By Juan Fajardo Juan Fajardo has been verified by Muck Rack's editorial team
Published on March 19, 2024

We need spatial computing. Whether you were born in the 1950s and gazed for years at green monochrome displays, or a digital native who swiped through touch screens before being able to read, digital experiences have likely remained pretty rigid for you in terms of true interactibility. 

Sure, the capabilities of computers and digital devices have grown exponentially over the years, bringing whole new ways to access information, create, collaborate, and communicate. However, traditional systems have also limited our ability to interact with digital realms in a truly natural, intuitive way.

While it is true that spatial computing technologies like augmented reality (AR), virtual reality (VR), and mixed reality (MR) have been around for years now, they have only started to become truly mainstream. The world of spatial computing has long been dominated by gaming VR headsets like the Oculus Rift or Meta Quest, despite these not being practical for everyday use or truly accessible on a wider scale.
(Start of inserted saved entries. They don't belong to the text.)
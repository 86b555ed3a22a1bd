//! Page render pipeline.
//!
//! Each page moves through five stages, all on a copy in the scratch area so
//! the source tree is never modified:
//!
//! ```text
//! Copied → MetadataStripped → MarkupApplied → TemplatesApplied → Written
//! ```
//!
//! The template stage runs either the page's override (`template:` in its
//! front matter) or its directory cascade (see [`crate::cascade`]). Each
//! template receives the previous step's output as `content`.
//!
//! The body stays raw bytes until markdown or a template needs text; a page
//! with neither is written out byte for byte. Text stages reject a body that
//! is not UTF-8.
//!
//! A failure is reported with the page's source path and the stage that was
//! running, and stops the build.

use crate::cascade::{self, CascadeError};
use crate::context::{TemplateData, TemplateError};
use crate::copy::create_dir_like;
use crate::frontmatter;
use crate::markup;
use crate::page::Page;
use crate::paths::PathResolutionError;
use crate::site::Site;
use std::fmt;
use std::fs;
use std::io;
use std::path::{Path, PathBuf};
use std::sync::Arc;
use thiserror::Error;

#[derive(Debug, Clone, Copy, PartialEq, Eq)]
pub enum Stage {
    Copied,
    MetadataStripped,
    MarkupApplied,
    TemplatesApplied,
    Written,
}

impl fmt::Display for Stage {
    fn fmt(&self, f: &mut fmt::Formatter<'_>) -> fmt::Result {
        f.write_str(match self {
            Stage::Copied => "copy",
            Stage::MetadataStripped => "front matter",
            Stage::MarkupApplied => "markup",
            Stage::TemplatesApplied => "templates",
            Stage::Written => "write",
        })
    }
}

#[derive(Error, Debug)]
pub enum RenderError {
    #[error("IO error: {0}")]
    Io(#[from] io::Error),
    #[error(transparent)]
    Cascade(#[from] CascadeError),
    #[error(transparent)]
    PathResolution(#[from] PathResolutionError),
    #[error(transparent)]
    Template(#[from] TemplateError),
    #[error("Page body is not valid UTF-8: {0}")]
    Decode(#[from] std::string::FromUtf8Error),
}

/// A page that failed to render, with the stage it failed in.
#[derive(Error, Debug)]
#[error("{} ({stage} stage): {error}", page.display())]
pub struct PageFailure {
    pub page: PathBuf,
    pub stage: Stage,
    #[source]
    pub error: RenderError,
}

/// Templates a page will be rendered through, in execution order.
#[derive(Debug, Clone, PartialEq, Eq)]
pub struct TemplatePlan {
    pub keys: Vec<String>,
    /// True when the page's front matter named its own template.
    pub overridden: bool,
}

/// Where a page lands and which templates it goes through.
#[derive(Debug, Clone, PartialEq, Eq)]
pub struct PageReport {
    pub source: PathBuf,
    pub target: String,
    pub plan: TemplatePlan,
}

/// Work out which templates apply to `page` without running them.
pub fn plan(site: &Site, page: &Page) -> Result<TemplatePlan, RenderError> {
    if let Some(reference) = page.meta.template.as_deref().filter(|t| !t.is_empty()) {
        return Ok(TemplatePlan {
            keys: vec![site.template_key(page, reference)?],
            overridden: true,
        });
    }

    let keys = cascade::resolve(&site.source_root, &site.source_path(page))?
        .iter()
        .map(|template| site.key_for_file(template))
        .collect::<Result<Vec<_>, _>>()?;
    Ok(TemplatePlan {
        keys,
        overridden: false,
    })
}

fn at<E: Into<RenderError>>(stage: Stage) -> impl FnOnce(E) -> (Stage, RenderError) {
    move |error| (stage, error.into())
}

/// Render page `index` of `site` into `scratch`.
pub fn render_page(
    site: &Arc<Site>,
    index: usize,
    scratch: &Path,
) -> Result<PageReport, PageFailure> {
    let page = &site.pages[index];
    run(site, index, scratch).map_err(|(stage, error)| PageFailure {
        page: page.source.clone(),
        stage,
        error,
    })
}

fn run(
    site: &Arc<Site>,
    index: usize,
    scratch: &Path,
) -> Result<PageReport, (Stage, RenderError)> {
    let page = &site.pages[index];
    let output = scratch.join(&page.target);

    // Copied
    if let Some(parent) = output.parent() {
        create_dir_like(parent, &site.source_root).map_err(at(Stage::Copied))?;
    }
    fs::copy(site.source_path(page), &output).map_err(at(Stage::Copied))?;
    let permissions = fs::metadata(&output)
        .map_err(at(Stage::Copied))?
        .permissions();

    // MetadataStripped
    let split = frontmatter::extract_file(&output, true).map_err(at(Stage::MetadataStripped))?;
    let mut body = split.body;

    // MarkupApplied
    if page
        .extension()
        .is_some_and(|ext| site.config.patterns.is_markdown(ext))
    {
        let text = String::from_utf8(body).map_err(at(Stage::MarkupApplied))?;
        body = markup::render_markdown(&text).into_bytes();
    }

    // TemplatesApplied
    let plan = plan(site, page).map_err(at(Stage::TemplatesApplied))?;
    if !plan.keys.is_empty() {
        let mut content = String::from_utf8(body).map_err(at(Stage::TemplatesApplied))?;
        let data = TemplateData::new(Arc::clone(site), index);
        for key in &plan.keys {
            content = data
                .render(key, &content)
                .map_err(at(Stage::TemplatesApplied))?;
        }
        body = content.into_bytes();
    }

    // Written
    fs::write(&output, &body).map_err(at(Stage::Written))?;
    fs::set_permissions(&output, permissions).map_err(at(Stage::Written))?;

    tracing::debug!(
        page = %page.source.display(),
        target = %page.target,
        templates = ?plan.keys,
        "rendered"
    );

    Ok(PageReport {
        source: page.source.clone(),
        target: page.target.clone(),
        plan,
    })
}
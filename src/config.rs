//! Runtime settings for the tag library.

use serde::Deserialize;

/// Settings the hosting application passes to [`crate::BlogRenderer`].
///
/// The default is production behavior: optional capabilities degrade
/// silently instead of failing the render.
#[derive(Debug, Clone, Copy, Default, Deserialize)]
pub struct Settings {
    /// Fail loudly when an optional capability is missing instead of
    /// degrading. Corresponds to a development/debug deployment.
    #[serde(default)]
    pub debug: bool,
}
use thiserror::Error;

#[derive(Error, Debug)]
pub enum Error {
    /// A tag appeared with no argument text at all.
    #[error("'{0}' tag requires arguments")]
    MissingArguments(&'static str),

    /// A tag's argument text did not match its grammar.
    #[error("'{tag}' tag had invalid arguments; usage: {usage}")]
    InvalidArguments {
        tag: &'static str,
        usage: &'static str,
    },

    #[error("unknown template tag '{0}'")]
    UnknownTag(String),

    /// The related-posts expression did not produce a post.
    #[error("'get_related_posts' could not resolve '{expr}' to a post: {detail}")]
    PostResolution { expr: String, detail: String },

    #[error("'get_links' filter requires HTML parsing support; rebuild with the 'html' feature")]
    LinkParserUnavailable,

    #[error("Failed to render. Original error: {0}")]
    Render(#[from] minijinja::Error),

    #[error("Context value error: {0}")]
    Context(#[from] serde_json::Error),
}

/// Convenience type alias for Results with this crate's error type.
pub type Result<T, E = Error> = std::result::Result<T, E>;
The Apple Vision Pro recently triumphed in a way that previous special computing devices could not. Despite being considered a “technical marvel” early on, many wondered if there would even be a demand for it. Apple proved doubters wrong by selling over 200,000 units in the first 2 weeks of its presale.

The idea of making a portable, flexible, and mainstream version of the gaming VR headsets of old is not new. Google tried to make its own version of the Apple Vision Pro back in 2014, an 

experiment that failed in all the ways that the Apple Vision Pro didn’t. While more portable and accessible than the Apple Vision Pro, Google Glass had several technical shortcomings.

 While it is still too early to tell if the Apple Vision Pro will really have the cultural impact the company expects it to have, its effect in the tech industry and public perception is unquestionable. The device has made it clear once again that spatial computing has the potential to change every aspect of daily life… as long as you have the money for it.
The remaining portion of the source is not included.